Let $L/K$ be a finite extension of $p$-adic fields, with rings of integers $\mathcal{O}_L$ and $\mathcal{O}_K$ and uniformizers $\pi_L$ and $\pi_K$. The discriminant of $L/K$ is the square of the determinant of the matrix \[ \left( \begin{array}{ccc} \sigma_1(\beta_1) & \cdots & \sigma_1(\beta_n) \\ \vdots & & \vdots \\ \sigma_n(\beta_1) & \cdots & \sigma_n(\beta_n) \\ \end{array} \right) \] where $\sigma_1,..., \sigma_n$ are the embeddings of $L$ into an algebraic closure $\overline{K}$, and $\{\beta_1, \ldots, \beta_n\}$ is a basis for $\mathcal{O}_L$ as a free $\mathcal{O}_K$-module.

The discriminant of $L/K$ is an element of $K^\times$ which is well-defined up to the square of a unit. Thus, it is of the form $\pi_K^c u$ where $u \in \mathcal{O}_K^\times$ is a unit.
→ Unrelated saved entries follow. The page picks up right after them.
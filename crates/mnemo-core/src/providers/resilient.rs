//! Resilient provider wrappers
//!
//! Wrap one primary and one optional fallback implementation of the embed or
//! rerank contract. Every call tries the primary first; on success the
//! failure counter resets, on error it increments and the fallback (when
//! configured) is invoked with the same arguments. The counter is advisory:
//! `max_primary_failures` is a warning threshold, not a circuit breaker;
//! the primary is always attempted first.

use async_trait::async_trait;
use std::sync::Arc;
use std::sync::atomic::{AtomicU32, Ordering};
use tracing::{info, warn};

use super::{
    EmbedOptions, PassageReranker, ProviderError, ProviderResult, RerankOptions, RerankScore,
    Vectorizer,
};

/// Default warning threshold for consecutive primary failures
pub const DEFAULT_MAX_PRIMARY_FAILURES: u32 = 3;

// ============================================================================
// FAILOVER CORE
// ============================================================================

struct Failover<T: ?Sized> {
    primary: Arc<T>,
    fallback: Option<Arc<T>>,
    max_primary_failures: u32,
    primary_failures: AtomicU32,
}

impl<T: ?Sized> Failover<T> {
    fn new(primary: Arc<T>, fallback: Option<Arc<T>>, max_primary_failures: u32) -> Self {
        Self {
            primary,
            fallback,
            max_primary_failures,
            primary_failures: AtomicU32::new(0),
        }
    }

    fn on_success(&self) {
        self.primary_failures.store(0, Ordering::Relaxed);
    }

    fn on_primary_failure(&self, operation: &str, error: &ProviderError) -> u32 {
        let count = self.primary_failures.fetch_add(1, Ordering::Relaxed) + 1;
        warn!("Primary provider {operation} failed (count: {count}): {error}");
        if count >= self.max_primary_failures {
            warn!(
                "Primary provider exceeded {} failures, relying on fallback",
                self.max_primary_failures
            );
        }
        count
    }

    fn failure_count(&self) -> u32 {
        self.primary_failures.load(Ordering::Relaxed)
    }
}

macro_rules! with_fallback {
    ($self:expr, $operation:literal, $call:expr) => {{
        let primary = Arc::clone(&$self.inner.primary);
        match $call(primary).await {
            Ok(result) => {
                $self.inner.on_success();
                return Ok(result);
            }
            Err(primary_error) => {
                $self.inner.on_primary_failure($operation, &primary_error);
                let Some(fallback) = $self.inner.fallback.clone() else {
                    return Err(primary_error);
                };
                info!("Falling back for {}", $operation);
                match $call(fallback).await {
                    Ok(result) => Ok(result),
                    Err(fallback_error) => Err(ProviderError::BothFailed {
                        primary: primary_error.to_string(),
                        fallback: fallback_error.to_string(),
                    }),
                }
            }
        }
    }};
}

// ============================================================================
// RESILIENT VECTORIZER
// ============================================================================

/// Embedding service with automatic failover
pub struct ResilientVectorizer {
    inner: Failover<dyn Vectorizer>,
}

impl ResilientVectorizer {
    /// Wrap a primary and an optional fallback embedding provider
    pub fn new(
        primary: Arc<dyn Vectorizer>,
        fallback: Option<Arc<dyn Vectorizer>>,
        max_primary_failures: u32,
    ) -> Self {
        Self {
            inner: Failover::new(primary, fallback, max_primary_failures.max(1)),
        }
    }

    /// Primary without a fallback
    pub fn without_fallback(primary: Arc<dyn Vectorizer>) -> Self {
        Self::new(primary, None, DEFAULT_MAX_PRIMARY_FAILURES)
    }

    /// Current consecutive primary failure count (advisory)
    pub fn primary_failure_count(&self) -> u32 {
        self.inner.failure_count()
    }
}

#[async_trait]
impl Vectorizer for ResilientVectorizer {
    async fn embed(&self, text: &str, opts: &EmbedOptions) -> ProviderResult<Vec<f32>> {
        with_fallback!(self, "embed", |service: Arc<dyn Vectorizer>| {
            let text = text.to_string();
            let opts = opts.clone();
            async move { service.embed(&text, &opts).await }
        })
    }

    async fn embed_batch(
        &self,
        texts: &[String],
        opts: &EmbedOptions,
    ) -> ProviderResult<Vec<Vec<f32>>> {
        with_fallback!(self, "embed_batch", |service: Arc<dyn Vectorizer>| {
            let texts = texts.to_vec();
            let opts = opts.clone();
            async move { service.embed_batch(&texts, &opts).await }
        })
    }

    fn model_name(&self) -> &str {
        self.inner.primary.model_name()
    }
}

// ============================================================================
// RESILIENT RERANKER
// ============================================================================

/// Rerank service with automatic failover
pub struct ResilientReranker {
    inner: Failover<dyn PassageReranker>,
}

impl ResilientReranker {
    /// Wrap a primary and an optional fallback rerank provider
    pub fn new(
        primary: Arc<dyn PassageReranker>,
        fallback: Option<Arc<dyn PassageReranker>>,
        max_primary_failures: u32,
    ) -> Self {
        Self {
            inner: Failover::new(primary, fallback, max_primary_failures.max(1)),
        }
    }

    /// Primary without a fallback
    pub fn without_fallback(primary: Arc<dyn PassageReranker>) -> Self {
        Self::new(primary, None, DEFAULT_MAX_PRIMARY_FAILURES)
    }

    /// Current consecutive primary failure count (advisory)
    pub fn primary_failure_count(&self) -> u32 {
        self.inner.failure_count()
    }
}

#[async_trait]
impl PassageReranker for ResilientReranker {
    async fn rerank(
        &self,
        query: &str,
        passages: &[String],
        opts: &RerankOptions,
    ) -> ProviderResult<Vec<RerankScore>> {
        with_fallback!(self, "rerank", |service: Arc<dyn PassageReranker>| {
            let query = query.to_string();
            let passages = passages.to_vec();
            let opts = opts.clone();
            async move { service.rerank(&query, &passages, &opts).await }
        })
    }

    fn model_name(&self) -> &str {
        self.inner.primary.model_name()
    }
}

// ============================================================================
// TESTS
// ============================================================================

#[cfg(test)]
mod tests {
    use super::*;
    use std::sync::atomic::AtomicUsize;

    struct ScriptedVectorizer {
        fail: bool,
        calls: AtomicUsize,
        dims: usize,
    }

    impl ScriptedVectorizer {
        fn ok(dims: usize) -> Self {
            Self { fail: false, calls: AtomicUsize::new(0), dims }
        }
        fn failing() -> Self {
            Self { fail: true, calls: AtomicUsize::new(0), dims: 4 }
        }
    }

    #[async_trait]
    impl Vectorizer for ScriptedVectorizer {
        async fn embed(&self, _text: &str, _opts: &EmbedOptions) -> ProviderResult<Vec<f32>> {
            self.calls.fetch_add(1, Ordering::SeqCst);
            if self.fail {
                Err(ProviderError::Timeout)
            } else {
                Ok(vec![1.0; self.dims])
            }
        }

        async fn embed_batch(
            &self,
            texts: &[String],
            opts: &EmbedOptions,
        ) -> ProviderResult<Vec<Vec<f32>>> {
            let mut out = Vec::new();
            for text in texts {
                out.push(self.embed(text, opts).await?);
            }
            Ok(out)
        }

        fn model_name(&self) -> &str {
            "scripted"
        }
    }

    #[tokio::test]
    async fn test_primary_success_resets_counter() {
        let service = ResilientVectorizer::without_fallback(Arc::new(ScriptedVectorizer::ok(4)));
        service.embed("x", &EmbedOptions::document()).await.unwrap();
        assert_eq!(service.primary_failure_count(), 0);
    }

    #[tokio::test]
    async fn test_failover_serves_from_fallback_and_counts() {
        let fallback = Arc::new(ScriptedVectorizer::ok(4));
        let service = ResilientVectorizer::new(
            Arc::new(ScriptedVectorizer::failing()),
            Some(fallback.clone()),
            3,
        );

        for _ in 0..2 {
            let vector = service.embed("x", &EmbedOptions::document()).await.unwrap();
            assert_eq!(vector.len(), 4);
        }
        assert_eq!(service.primary_failure_count(), 2);
        assert_eq!(fallback.calls.load(Ordering::SeqCst), 2);
    }

    #[tokio::test]
    async fn test_no_fallback_propagates_primary_error() {
        let service = ResilientVectorizer::without_fallback(Arc::new(ScriptedVectorizer::failing()));
        let err = service.embed("x", &EmbedOptions::document()).await.unwrap_err();
        assert!(matches!(err, ProviderError::Timeout));
        assert_eq!(service.primary_failure_count(), 1);
    }

    #[tokio::test]
    async fn test_both_failing_yields_combined_error() {
        let service = ResilientVectorizer::new(
            Arc::new(ScriptedVectorizer::failing()),
            Some(Arc::new(ScriptedVectorizer::failing())),
            3,
        );
        let err = service.embed("x", &EmbedOptions::document()).await.unwrap_err();
        assert!(matches!(err, ProviderError::BothFailed { .. }));
    }
}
The value $c$ is the discriminant exponent for $L/K$. Together with the discriminant root field of $L/K$, it determines the discriminant of $L/K$ (up to the square of a unit).

The base discriminant exponent $c_0$ of $L/K$ is the discriminant exponent of $K/\Q_p$. The absolute discriminant exponent $c_{\mathrm{abs}}$ of $L/K$ is the discriminant exponent of $L/\Q_p$.